(Extracted records)
..........

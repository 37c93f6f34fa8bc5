use crate::config::Config;
use crate::errors::McpError;
use crate::utils::suggest::suggest;
use jsonschema::error::{TypeKind, ValidationErrorKind};
use jsonschema::{JSONSchema, ValidationError};
use once_cell::sync::Lazy;
use serde::{Deserialize, Serialize};
use serde_json::Value;
use std::collections::HashMap;

#[derive(Debug, Clone, Serialize, Deserialize)]
pub struct ToolDef {
    pub name: String,
    pub description: String,
    #[serde(rename = "inputSchema")]
    pub input_schema: Value,
}

static RAW_CATALOG: Lazy<Vec<ToolDef>> = Lazy::new(|| {
    let raw = include_str!(concat!(env!("CARGO_MANIFEST_DIR"), "/tool_catalog.json"));
    serde_json::from_str(raw).expect("tool_catalog.json must be valid JSON")
});

const PAGE_SIZE_FIELD: &str = "perPage";

/// Published tool definitions plus compiled argument validators.
pub struct ToolCatalog {
    tools: Vec<ToolDef>,
    validators: HashMap<String, JSONSchema>,
}

impl ToolCatalog {
    pub fn new(config: &Config) -> Self {
        let tools: Vec<ToolDef> = RAW_CATALOG
            .iter()
            .cloned()
            .map(|mut tool| {
                apply_page_limits(&mut tool.input_schema, config);
                tool
            })
            .collect();
        let validators = tools
            .iter()
            .filter_map(|tool| {
                JSONSchema::compile(&tool.input_schema)
                    .ok()
                    .map(|schema| (tool.name.clone(), schema))
            })
            .collect();
        Self { tools, validators }
    }

    pub fn tools(&self) -> &[ToolDef] {
        &self.tools
    }

    pub fn get(&self, name: &str) -> Option<&ToolDef> {
        self.tools.iter().find(|tool| tool.name == name)
    }

    pub fn names(&self) -> Vec<String> {
        self.tools.iter().map(|tool| tool.name.clone()).collect()
    }

    pub fn validate_args(&self, tool_name: &str, args: &Value) -> Result<(), McpError> {
        let (Some(tool), Some(schema)) = (self.get(tool_name), self.validators.get(tool_name))
        else {
            return Ok(());
        };
        if let Err(errors) = schema.validate(args) {
            let rendered: Vec<String> = errors
                .take(10)
                .map(|err| {
                    let path = err.instance_path.to_string();
                    let path = if path.is_empty() { "(root)".to_string() } else { path };
                    describe_error(&path, &err, &tool.input_schema)
                })
                .collect();
            let mut lines = vec![format!("Invalid arguments for {}", tool_name)];
            lines.extend(rendered.into_iter().map(|line| format!("- {}", line)));
            return Err(McpError::invalid_params(lines.join("\n")));
        }
        Ok(())
    }
}

fn describe_error(path: &str, err: &ValidationError, schema: &Value) -> String {
    match &err.kind {
        ValidationErrorKind::AdditionalProperties { unexpected } => {
            let known: Vec<String> = schema
                .get("properties")
                .and_then(|v| v.as_object())
                .map(|map| map.keys().cloned().collect())
                .unwrap_or_default();
            unexpected
                .iter()
                .map(|field| {
                    let close = suggest_field(field, &known);
                    match close {
                        Some(name) => format!(
                            "{}: unknown field '{}' (did you mean '{}'?)",
                            path, field, name
                        ),
                        None => format!("{}: unknown field '{}'", path, field),
                    }
                })
                .collect::<Vec<_>>()
                .join("; ")
        }
        ValidationErrorKind::Required { property } => {
            let prop = property
                .as_str()
                .map(str::to_string)
                .unwrap_or_else(|| property.to_string());
            format!("{}: missing required field '{}'", path, prop)
        }
        ValidationErrorKind::Enum { options } => {
            let allowed: Vec<String> = options
                .as_array()
                .map(|arr| {
                    arr.iter()
                        .map(|v| v.as_str().map(str::to_string).unwrap_or_else(|| v.to_string()))
                        .collect()
                })
                .unwrap_or_default();
            format!("{}: expected one of {}", path, allowed.join(", "))
        }
        ValidationErrorKind::Type { kind } => {
            let expected = match kind {
                TypeKind::Single(primitive) => primitive.to_string(),
                TypeKind::Multiple(types) => (*types)
                    .into_iter()
                    .map(|t| t.to_string())
                    .collect::<Vec<_>>()
                    .join(" | "),
            };
            format!("{}: expected {}", path, expected)
        }
        _ => format!("{}: {}", path, err),
    }
}

fn suggest_field(field: &str, known: &[String]) -> Option<String> {
    let lowered = field.to_lowercase().replace('_', "");
    known
        .iter()
        .find(|name| name.to_lowercase() == lowered)
        .cloned()
        .or_else(|| suggest(field, known, 1).into_iter().next())
}

/// Publishes the configured page-size limits on every `perPage` property.
fn apply_page_limits(schema: &mut Value, config: &Config) {
    let Some(prop) = schema
        .get_mut("properties")
        .and_then(|props| props.get_mut(PAGE_SIZE_FIELD))
        .and_then(|prop| prop.as_object_mut())
    else {
        return;
    };
    prop.insert("minimum".to_string(), Value::from(1));
    prop.insert("maximum".to_string(), Value::from(config.max_page_size));
    prop.insert("default".to_string(), Value::from(config.default_page_size));
    prop.insert(
        "description".to_string(),
        Value::String(format!(
            "Number of items per page (default {}, max {}).",
            config.default_page_size, config.max_page_size
        )),
    );
}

..........

> Work to be completed
Repeat, exactly and in full, the records shown above.

> Solved problem
repository 37c93f6f34fa8bc5
use crate::config::Config;
use crate::errors::McpError;
use crate::utils::suggest::suggest;
use jsonschema::error::{TypeKind, ValidationErrorKind};
use jsonschema::{JSONSchema, ValidationError};
use once_cell::sync::Lazy;
use serde::{Deserialize, Serialize};
use serde_json::Value;
use std::collections::HashMap;

#[derive(Debug, Clone, Serialize, Deserialize)]
pub struct ToolDef {
    pub name: String,
    pub description: String,
    #[serde(rename = "inputSchema")]
    pub input_schema: Value,
}

static RAW_CATALOG: Lazy<Vec<ToolDef>> = Lazy::new(|| {
    let raw = include_str!(concat!(env!("CARGO_MANIFEST_DIR"), "/tool_catalog.json"));
    serde_json::from_str(raw).expect("tool_catalog.json must be valid JSON")
});

const PAGE_SIZE_FIELD: &str = "perPage";

/// Published tool definitions plus compiled argument validators.
pub struct ToolCatalog {
    tools: Vec<ToolDef>,
    validators: HashMap<String, JSONSchema>,
}

impl ToolCatalog {
    pub fn new(config: &Config) -> Self {
        let tools: Vec<ToolDef> = RAW_CATALOG
            .iter()
            .cloned()
            .map(|mut tool| {
                apply_page_limits(&mut tool.input_schema, config);
                tool
            })
            .collect();
        let validators = tools
            .iter()
            .filter_map(|tool| {
                JSONSchema::compile(&tool.input_schema)
                    .ok()
                    .map(|schema| (tool.name.clone(), schema))
            })
            .collect();
        Self { tools, validators }
    }

    pub fn tools(&self) -> &[ToolDef] {
        &self.tools
    }

    pub fn get(&self, name: &str) -> Option<&ToolDef> {
        self.tools.iter().find(|tool| tool.name == name)
    }

    pub fn names(&self) -> Vec<String> {
        self.tools.iter().map(|tool| tool.name.clone()).collect()
    }

    pub fn validate_args(&self, tool_name: &str, args: &Value) -> Result<(), McpError> {
        let (Some(tool), Some(schema)) = (self.get(tool_name), self.validators.get(tool_name))
        else {
            return Ok(());
        };
        if let Err(errors) = schema.validate(args) {
            let rendered: Vec<String> = errors
                .take(10)
                .map(|err| {
                    let path = err.instance_path.to_string();
                    let path = if path.is_empty() { "(root)".to_string() } else { path };
                    describe_error(&path, &err, &tool.input_schema)
                })
                .collect();
            let mut lines = vec![format!("Invalid arguments for {}", tool_name)];
            lines.extend(rendered.into_iter().map(|line| format!("- {}", line)));
            return Err(McpError::invalid_params(lines.join("\n")));
        }
        Ok(())
    }
}

fn describe_error(path: &str, err: &ValidationError, schema: &Value) -> String {
    match &err.kind {
        ValidationErrorKind::AdditionalProperties { unexpected } => {
            let known: Vec<String> = schema
                .get("properties")
                .and_then(|v| v.as_object())
                .map(|map| map.keys().cloned().collect())
                .unwrap_or_default();
            unexpected
                .iter()
                .map(|field| {
                    let close = suggest_field(field, &known);
                    match close {
                        Some(name) => format!(
                            "{}: unknown field '{}' (did you mean '{}'?)",
                            path, field, name
                        ),
                        None => format!("{}: unknown field '{}'", path, field),
                    }
                })
                .collect::<Vec<_>>()
                .join("; ")
        }
        ValidationErrorKind::Required { property } => {
            let prop = property
                .as_str()
                .map(str::to_string)
                .unwrap_or_else(|| property.to_string());
            format!("{}: missing required field '{}'", path, prop)
        }
        ValidationErrorKind::Enum { options } => {
            let allowed: Vec<String> = options
                .as_array()
                .map(|arr| {
                    arr.iter()
                        .map(|v| v.as_str().map(str::to_string).unwrap_or_else(|| v.to_string()))
                        .collect()
                })
                .unwrap_or_default();
            format!("{}: expected one of {}", path, allowed.join(", "))
        }
        ValidationErrorKind::Type { kind } => {
            let expected = match kind {
                TypeKind::Single(primitive) => primitive.to_string(),
                TypeKind::Multiple(types) => (*types)
                    .into_iter()
                    .map(|t| t.to_string())
                    .collect::<Vec<_>>()
                    .join(" | "),
            };
            format!("{}: expected {}", path, expected)
        }
        _ => format!("{}: {}", path, err),
    }
}

fn suggest_field(field: &str, known: &[String]) -> Option<String> {
    let lowered = field.to_lowercase().replace('_', "");
    known
        .iter()
        .find(|name| name.to_lowercase() == lowered)
        .cloned()
        .or_else(|| suggest(field, known, 1).into_iter().next())
}

/// Publishes the configured page-size limits on every `perPage` property.
fn apply_page_limits(schema: &mut Value, config: &Config) {
    let Some(prop) = schema
        .get_mut("properties")
        .and_then(|props| props.get_mut(PAGE_SIZE_FIELD))
        .and_then(|prop| prop.as_object_mut())
    else {
        return;
    };
    prop.insert("minimum".to_string(), Value::from(1));
    prop.insert("maximum".to_string(), Value::from(config.max_page_size));
    prop.insert("default".to_string(), Value::from(config.default_page_size));
    prop.insert(
        "description".to_string(),
        Value::String(format!(
            "Number of items per page (default {}, max {}).",
            config.default_page_size, config.max_page_size
        )),
    );
}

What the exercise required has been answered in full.